BRIEF — Copy each line below without leaving any out.

DATA IN THIS EXERCISE —
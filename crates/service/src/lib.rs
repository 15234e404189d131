//! Service layer: what the site shows where, and what happens to a contact submission.
//! - Query rules (featured subsets, ordering, pagination) sit on top of `models` entities.
//! - Contact intake is split into domain, repository and service like any other workflow.
//! - Handlers in `server` only translate HTTP to these calls.

pub mod errors;
pub mod pagination;
pub mod content;
pub mod search;
pub mod site_settings;
pub mod contact;
pub mod mail;
pub mod admin;
pub mod catalog;
#[cfg(test)]
pub mod test_support;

ANSWER SPACE —
filename crates/service/src/lib.rs
repository 15234e404189d131
//! Service layer: what the site shows where, and what happens to a contact submission.
//! - Query rules (featured subsets, ordering, pagination) sit on top of `models` entities.
//! - Contact intake is split into domain, repository and service like any other workflow.
//! - Handlers in `server` only translate HTTP to these calls.

pub mod errors;
pub mod pagination;
pub mod content;
pub mod search;
pub mod site_settings;
pub mod contact;
pub mod mail;
pub mod admin;
pub mod catalog;
#[cfg(test)]
pub mod test_support;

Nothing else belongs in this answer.